= Daily Table =

American non-profit grocery chain

Daily Table was an American chain of low price grocery stores.

== History ==
Daily Table was founded in 2012 by Doug Rauch, the former president of Trader Joe's. The not-for-profit company aimed to sell healthy food at a price point suitable for working low-income families. Daily Table sold inexpensive produce and pre-packaged meals. Its prices were significantly lower than the lowest options at a traditional grocery store. Daily Table considered itself the first not-for-profit supermarket of its kind. In early 2014, Sasha Purpura was appointed CEO.

Daily Table opened its first store in Dorchester, Massachusetts, on June 4, 2015. It subsequently opened stores in Roxbury, Massachusetts, Cambridge, Massachusetts, Mattapan, Massachusetts and Salem, Massachusetts.

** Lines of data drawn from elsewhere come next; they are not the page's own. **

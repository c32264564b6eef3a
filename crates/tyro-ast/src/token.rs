// SPDX-License-Identifier: (MIT OR Apache-2.0)
//! Token definitions for the lexer.

use crate::Span;

/// A token produced by the lexer.
#[derive(Debug, Clone, PartialEq)]
pub struct Token {
    pub kind: TokenKind,
    pub span: Span,
}

/// The kind of token.
#[derive(Debug, Clone, PartialEq)]
pub enum TokenKind {
    // Literals
    Number(f64),
    Bool(bool),

    // Identifier
    Ident(String),

    // Keywords
    Const,

    // Operators
    Plus,
    Question,
    Colon,
    FatArrow,
    Eq,

    // Delimiters
    LParen,
    RParen,
    Comma,
    Semi,

    // Special
    Eof,
}

impl TokenKind {
    /// User-friendly name for error messages.
    pub fn display_name(&self) -> &'static str {
        match self {
            TokenKind::Number(_) => "a number",
            TokenKind::Bool(_) => "'true' or 'false'",
            TokenKind::Ident(_) => "a name",
            TokenKind::Const => "'const'",
            TokenKind::Plus => "'+'",
            TokenKind::Question => "'?'",
            TokenKind::Colon => "':'",
            TokenKind::FatArrow => "'=>'",
            TokenKind::Eq => "'='",
            TokenKind::LParen => "'('",
            TokenKind::RParen => "')'",
            TokenKind::Comma => "','",
            TokenKind::Semi => "';'",
            TokenKind::Eof => "end of file",
        }
    }
}
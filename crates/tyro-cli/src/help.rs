// SPDX-License-Identifier: (MIT OR Apache-2.0)
//! Help text for CLI commands.

use crate::output;

pub fn print_usage() {
    println!(
        "{} {} - A type checker for a small expression language",
        output::title("Tyro"),
        output::version(env!("CARGO_PKG_VERSION"))
    );
    println!();
    println!(
        "{}: {} {} {}",
        output::section_header("Usage"),
        output::command("tyro"),
        output::arg("<command>"),
        output::arg("[args]")
    );
    println!();
    println!("{}", output::section_header("Commands:"));
    println!("  {} {}     Type check a file and print its type", output::command("check"), output::arg("<file>"));
    println!("  {} {}       Tokenize a file and print tokens", output::command("lex"), output::arg("<file>"));
    println!("  {} {}     Parse a file and print the syntax tree", output::command("parse"), output::arg("<file>"));
    println!("  {} {}   Explain an error code", output::command("explain"), output::arg("[code]"));
    println!("  {}             Show this help", output::command("help"));
    println!("  {}          Show version", output::command("version"));
    println!();
    println!("{}", output::section_header("Options:"));
    println!("  {}   Output format (default: human)", output::arg("--format human|json"));
    println!();
    println!("{}", output::section_header("Environment:"));
    println!("  {}     Log filter, e.g. TYRO_LOG=debug (default: warn)", output::arg("TYRO_LOG"));
    println!("  {}     Disable colors", output::arg("NO_COLOR"));
    println!("  {}  Force colors when piped", output::arg("FORCE_COLOR"));
}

The Dorchester store was set up like a boutique grocery with wood crates and a window to a food preparation area. The company had plans to expand to Detroit, Los Angeles, New York, and San Francisco.

On May 12, 2025, Daily Table discontinued operations, citing the challenges of the COVID-19 pandemic and historically high levels of food price increases which made sustaining Daily Table increasingly difficult. Rauch said, "The final straw was the current funding climate, including freezes on USDA grants."